The Tedeschi Trucks Band and opening act Alan Evans’ Playonbrother flooded the Bryce Jordan Center with sonic jams Tuesday night.
Alan Evans’ Playonbrother opened its set in fairly atypical fashion. Rather than launching immediately into music, drummer/singer Alan Evans (of funk-jazz trio Soulive) nonchalantly bantered with the audience and declared he forgot his setlist. The apparent disorganization in between songs led to a comfortable rapport with the audience.
Evans’ voice carried incredible strength while he delivered a thunderous performance on the drum kit. The solid three-piece — Evans, organist Kris Yunker and guitarist Danny Mayer — demonstrated a carefree attitude and laid-back nature throughout its performance. The musicians took the stage for an intensity-filled jam-fest and seemed to disappear as soon as they arrived.
After the trio left the stage, the crowd buzzed with anticipation for the reason for the evening . Finally, a sea of flannel and facial hair (mostly on the men) shifted to unveil the main event: the Tedeschi Trucks Band.
A wall of sound cocooned the audience in funky rhythms and infectious melodies set against a musical tapestry woven from southern Delta blues.
Opening with Motown hit “Are You Ready?” the answer was a resounding yes as the band rolled easily into “Made Up Mind.” The Tedeschi Trucks Band demonstrated a solid low end with a thumpy bass and an equally impressive horn section packed with talent.
Singer-guitarist Susan Tedeschi’s smooth and sultry voice seduced the audience with her opening note. Her vocals conjured images of Janis Joplin belting from her gut, pushing every fiber of her being into each emotionally drenched pitch. Not to be outdone, backup singers formed a solid canvas for Tedeschi’s masterful vocal landscaping
Living legend and former Allman Brothers tour band member Derek Trucks on lead guitar delivered unbelievable licks and leads capable of raising rock ’n’ roll armies. Armed with superb technical skill, Trucks easily showcased that he’s the real deal, a virtuoso.

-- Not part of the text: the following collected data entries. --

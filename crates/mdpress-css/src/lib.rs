//! Best-effort CSS text parser for per-tag style overrides.
//!
//! This crate turns free-form CSS source text into a flat mapping from
//! selector to `property -> value` declarations, the structured form the
//! `mdpress` theme layer and CSS inliner consume. It is intentionally not a
//! CSS engine: there is no cascade, no specificity, no at-rule handling and
//! no nesting. Selectors are plain strings; a comma-separated selector list
//! is split so each selector receives its own copy of the declarations.
//!
//! # Example
//!
//! ```rust
//! let rules = mdpress_css::parse(
//!     r#"
//!     /* paragraph text */
//!     p { color: #333; line-height: 1.75 }
//!     h1span, h2span { font-weight: bold; }
//!     "#,
//! );
//!
//! assert_eq!(rules["p"]["color"], "#333");
//! assert_eq!(rules["h1span"]["font-weight"], "bold");
//! assert_eq!(rules["h2span"]["font-weight"], "bold");
//! ```
//!
//! # Error Handling
//!
//! Parsing never fails. Malformed declarations (no `:`) are dropped
//! per-declaration, and an unbalanced brace stops the scan early, silently
//! ignoring whatever follows. Both behaviors are deliberate: the input is
//! user-authored override CSS and a partial result beats no result.
//!
//! # Known Limitations
//!
//! - A `{` or `}` inside a quoted value mis-parses the surrounding block.
//! - At-rules (`@media`, `@font-face`, ...) are treated as ordinary
//!   selectors and will produce garbage entries rather than errors.

use std::collections::BTreeMap;

/// Declarations of a single rule: CSS property name to value string.
pub type Declarations = BTreeMap<String, String>;

/// Parsed stylesheet: selector text to merged declarations.
pub type RuleMap = BTreeMap<String, Declarations>;

/// Parses CSS source text into a [`RuleMap`].
///
/// Block comments are stripped first (non-greedy, may span lines). The
/// scanner then repeatedly takes the next `{...}` block: the text before
/// `{` is a comma-separated selector list, the text inside is a
/// `;`-separated declaration list. When the same selector appears in more
/// than one block, later declarations win per property.
///
/// ```rust
/// let rules = mdpress_css::parse("p { color: red } p { color: blue; margin: 0 }");
/// assert_eq!(rules["p"]["color"], "blue");
/// assert_eq!(rules["p"]["margin"], "0");
/// ```
pub fn parse(css: &str) -> RuleMap {
    let mut rest = strip_comments(css);
    let mut rules = RuleMap::new();

    loop {
        let (Some(open), Some(close)) = (rest.find('{'), rest.find('}')) else {
            break;
        };
        if close < open {
            // Stray closing brace before the next block: malformed input,
            // stop scanning (best-effort contract).
            break;
        }

        let declarations = parse_declarations(&rest[open + 1..close]);
        for selector in rest[..open].split(',') {
            let selector = selector.trim();
            if selector.is_empty() {
                continue;
            }
            let entry = rules.entry(selector.to_string()).or_default();
            for (property, value) in &declarations {
                entry.insert(property.clone(), value.clone());
            }
        }

        rest = rest[close + 1..].trim().to_string();
    }

    rules
}

/// Serializes a [`RuleMap`] back to CSS text.
///
/// The output is normalized: one rule per selector, declarations on their
/// own lines, terminated with `;`. Re-parsing the output yields the same
/// mapping.
pub fn serialize(rules: &RuleMap) -> String {
    let mut out = String::new();
    for (selector, declarations) in rules {
        out.push_str(selector);
        out.push_str(" {\n");
        for (property, value) in declarations {
            out.push_str("  ");
            out.push_str(property);
            out.push_str(": ");
            out.push_str(value);
            out.push_str(";\n");
        }
        out.push_str("}\n");
    }
    out
}

/// Removes `/* ... */` comments, including ones spanning multiple lines.
fn strip_comments(css: &str) -> String {
    let mut out = String::with_capacity(css.len());
    let mut rest = css;
    while let Some(start) = rest.find("/*") {
        out.push_str(&rest[..start]);
        match rest[start + 2..].find("*/") {
            Some(end) => rest = &rest[start + 2 + end + 2..],
            None => return out, // unterminated comment swallows the tail
        }
    }
    out.push_str(rest);
    out
}

/// Splits a declaration block body into property/value pairs.
///
/// Empty segments and segments without a `:` are dropped. The value keeps
/// any further `:` characters (`background: url(a:b)` style values).
fn parse_declarations(body: &str) -> Declarations {
    let mut declarations = Declarations::new();
    for segment in body.split(';') {
        let segment = segment.trim();
        if segment.is_empty() {
            continue;
        }
        let Some((property, value)) = segment.split_once(':') else {
            continue;
        };
        let property = property.trim();
        if property.is_empty() {
            continue;
        }
        declarations.insert(property.to_string(), value.trim().to_string());
    }
    declarations
}

#[cfg(test)]
mod tests {
    use super::*;

    #[test]
    fn test_parse_single_rule() {
        let rules = parse("p { color: red; margin: 0 }");
        assert_eq!(rules.len(), 1);
        assert_eq!(rules["p"]["color"], "red");
        assert_eq!(rules["p"]["margin"], "0");
    }

    #[test]
    fn test_parse_selector_list() {
        let rules = parse("h1span, h2span { font-weight: bold }");
        assert_eq!(rules["h1span"]["font-weight"], "bold");
        assert_eq!(rules["h2span"]["font-weight"], "bold");
    }

    #[test]
    fn test_later_block_wins_per_property() {
        let rules = parse("p { color: red; padding: 1em } p { color: blue }");
        assert_eq!(rules["p"]["color"], "blue");
        assert_eq!(rules["p"]["padding"], "1em");
    }

    #[test]
    fn test_comments_stripped() {
        let rules = parse("/* note\nspanning lines */ p { /* inline */ color: red }");
        assert_eq!(rules["p"]["color"], "red");
    }

    #[test]
    fn test_malformed_declaration_dropped() {
        let rules = parse("p { color red; margin: 0 }");
        assert!(!rules["p"].contains_key("color"));
        assert_eq!(rules["p"]["margin"], "0");
    }

    #[test]
    fn test_value_may_contain_colon() {
        let rules = parse("p { background: url(http://example.com/x.png) }");
        assert_eq!(rules["p"]["background"], "url(http://example.com/x.png)");
    }

    #[test]
    fn test_unbalanced_braces_stop_early() {
        let rules = parse("p { color: red } blockquote { padding: 1em");
        assert_eq!(rules.len(), 1);
        assert!(rules.contains_key("p"));
    }

    #[test]
    fn test_stray_closing_brace_stops_scan() {
        let rules = parse("} p { color: red }");
        assert!(rules.is_empty());
    }

    #[test]
    fn test_trailing_text_without_braces_ignored() {
        let rules = parse("p { color: red } stray trailing text");
        assert_eq!(rules.len(), 1);
    }

    #[test]
    fn test_empty_and_whitespace_input() {
        assert!(parse("").is_empty());
        assert!(parse("   \n\t  ").is_empty());
    }

    #[test]
    fn test_important_preserved_in_value() {
        let rules = parse("image { width: 100% !important }");
        assert_eq!(rules["image"]["width"], "100% !important");
    }

    #[test]
    fn test_serialize_round_trip() {
        let rules = parse("blockquote { padding: 0.8em; color: #777 } p { margin: 0 }");
        let reparsed = parse(&serialize(&rules));
        assert_eq!(rules, reparsed);
    }

    #[test]
    fn test_custom_properties() {
        let rules = parse("container { --md-primary-color: #0f4c81 }");
        assert_eq!(rules["container"]["--md-primary-color"], "#0f4c81");
    }
}
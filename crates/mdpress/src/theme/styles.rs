//! The resolved, render-ready style table.

use std::collections::BTreeMap;

use crate::style::{style_string, PropertyMap};

use super::element::ElementTag;
use super::theme::Theme;

/// Fully resolved mapping from [`ElementTag`] to final CSS properties.
///
/// This is what the renderer consults per node. It is rebuilt whole (not
/// patched) whenever any input parameter changes; the mapping is small and
/// a full rebuild costs nothing compared to the render pass itself.
#[derive(Debug, Clone, Default)]
pub struct StyleTable {
    elements: BTreeMap<ElementTag, PropertyMap>,
}

impl StyleTable {
    /// Builds the table from a theme and the user's typography choices.
    ///
    /// The theme's `base` is merged with the font family and size, then
    /// folded into every element's properties (element wins on conflict).
    /// With `use_indent`, a `text-indent: 2em` default is added to the
    /// paragraph slot unless the theme (or custom CSS) already sets one.
    pub fn build(theme: &Theme, font_family: &str, font_size: &str, use_indent: bool) -> Self {
        let mut base = theme.base().clone();
        base.insert("font-family".to_string(), font_family.to_string());
        base.insert("font-size".to_string(), font_size.to_string());

        let mut elements = theme.resolved_elements(&base);

        if use_indent {
            let paragraph = elements.entry(ElementTag::P).or_insert_with(|| base.clone());
            paragraph
                .entry("text-indent".to_string())
                .or_insert_with(|| "2em".to_string());
        }

        Self { elements }
    }

    /// The resolved properties for one slot, if any.
    pub fn get(&self, tag: ElementTag) -> Option<&PropertyMap> {
        self.elements.get(&tag)
    }

    /// Renders a slot as a full `style="..."` attribute, or the empty
    /// string for unstyled slots (absent entries carry no inline style).
    pub fn style_attr(&self, tag: ElementTag) -> String {
        self.style_attr_with(tag, "")
    }

    /// Like [`style_attr`](Self::style_attr) with extra declaration text
    /// appended verbatim inside the attribute.
    pub fn style_attr_with(&self, tag: ElementTag, addition: &str) -> String {
        match self.elements.get(&tag) {
            Some(props) => format!("style=\"{}{}\"", style_string(props), addition),
            None => String::new(),
        }
    }
}

#[cfg(test)]
mod tests {
    use super::*;
    use crate::style::PropertyMap;

    fn props(entries: &[(&str, &str)]) -> PropertyMap {
        entries
            .iter()
            .map(|(k, v)| (k.to_string(), v.to_string()))
            .collect()
    }

    fn theme() -> Theme {
        Theme::new()
            .with_base_property("line-height", "1.75")
            .with_element(ElementTag::P, props(&[("margin", "0"), ("font-size", "0.9em")]))
            .with_element(ElementTag::Hr, props(&[("border", "none")]))
    }

    #[test]
    fn test_base_merged_into_every_element() {
        let table = StyleTable::build(&theme(), "serif", "14px", false);

        let p = table.get(ElementTag::P).unwrap();
        assert_eq!(p["font-family"], "serif");
        assert_eq!(p["line-height"], "1.75");
        // Element properties win over base on conflict.
        assert_eq!(p["font-size"], "0.9em");

        let hr = table.get(ElementTag::Hr).unwrap();
        assert_eq!(hr["font-size"], "14px");
    }

    #[test]
    fn test_indent_default_is_overridable() {
        let table = StyleTable::build(&theme(), "serif", "14px", true);
        assert_eq!(table.get(ElementTag::P).unwrap()["text-indent"], "2em");

        let indented = theme().with_element(
            ElementTag::P,
            props(&[("text-indent", "1em")]),
        );
        let table = StyleTable::build(&indented, "serif", "14px", true);
        assert_eq!(table.get(ElementTag::P).unwrap()["text-indent"], "1em");
    }

    #[test]
    fn test_style_attr_absent_slot_is_empty() {
        let table = StyleTable::build(&theme(), "serif", "14px", false);
        assert_eq!(table.style_attr(ElementTag::Blockquote), "");
    }

    #[test]
    fn test_style_attr_with_addition() {
        let table = StyleTable::build(&theme(), "serif", "14px", false);
        let attr = table.style_attr_with(ElementTag::Hr, ";margin: 2.325em 0px 1.875em 0px;");
        assert!(attr.starts_with("style=\""));
        assert!(attr.contains("border: none"));
        assert!(attr.ends_with(";margin: 2.325em 0px 1.875em 0px;\""));
    }
}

Humble in nature and reserved in stature, Trucks effortlessly graced the neck of the guitar like low-flying water fowl grazing the surface of a pristine lake without leaving a ripple. Simply put, you can take the brother out of the Allmans, but you’ll never take the Allman out of this brother.
Funky, relaxed vibes turned into hippie jam-fest grooves on a dime, and the audience strapped in for the ride. Riding tonal waves along smooth mood seas, the Tedeschi Trucks Band charted its own course as a force to be reckoned with. Chilled-out blues anthems seamlessly switched gears to uptempo staccatto-laden funk, proving the Tedeschi Trucks Band has the range to go and go.
The seemingly serene “Idle Wind” erupted into a powerhouse of soul and triumph and left the crowd hungry for more flute at a rock ’n’ roll show. The flute then led to a stunning synchronized (yes synchronized) drum solo. The two percussionists held down simultaneous drum beats all night.
In addition to being a great vocalist, Tedeschi has the lead-guitar chops to hang with anyone known in the business, including her husband. Covering blues classic “The Sky is Crying” with a bounced-up tempo somehow made it seem just as sad and desolate as when Stevie Ray Vaughan slowly belted it out decades ago. Tedeschi’s solos drew thunderous applause from the crowd, while Trucks laid down rhythm guitar to support his wife’s time in the six-string spotlight.
The band exceeded expectations at every turn and delivered one of the most memorable concerts in recent history. My only regret after seeing the Tedeschi Trucks’ live show is that I didn’t buy a ticket to see them again Thursday in Virginia.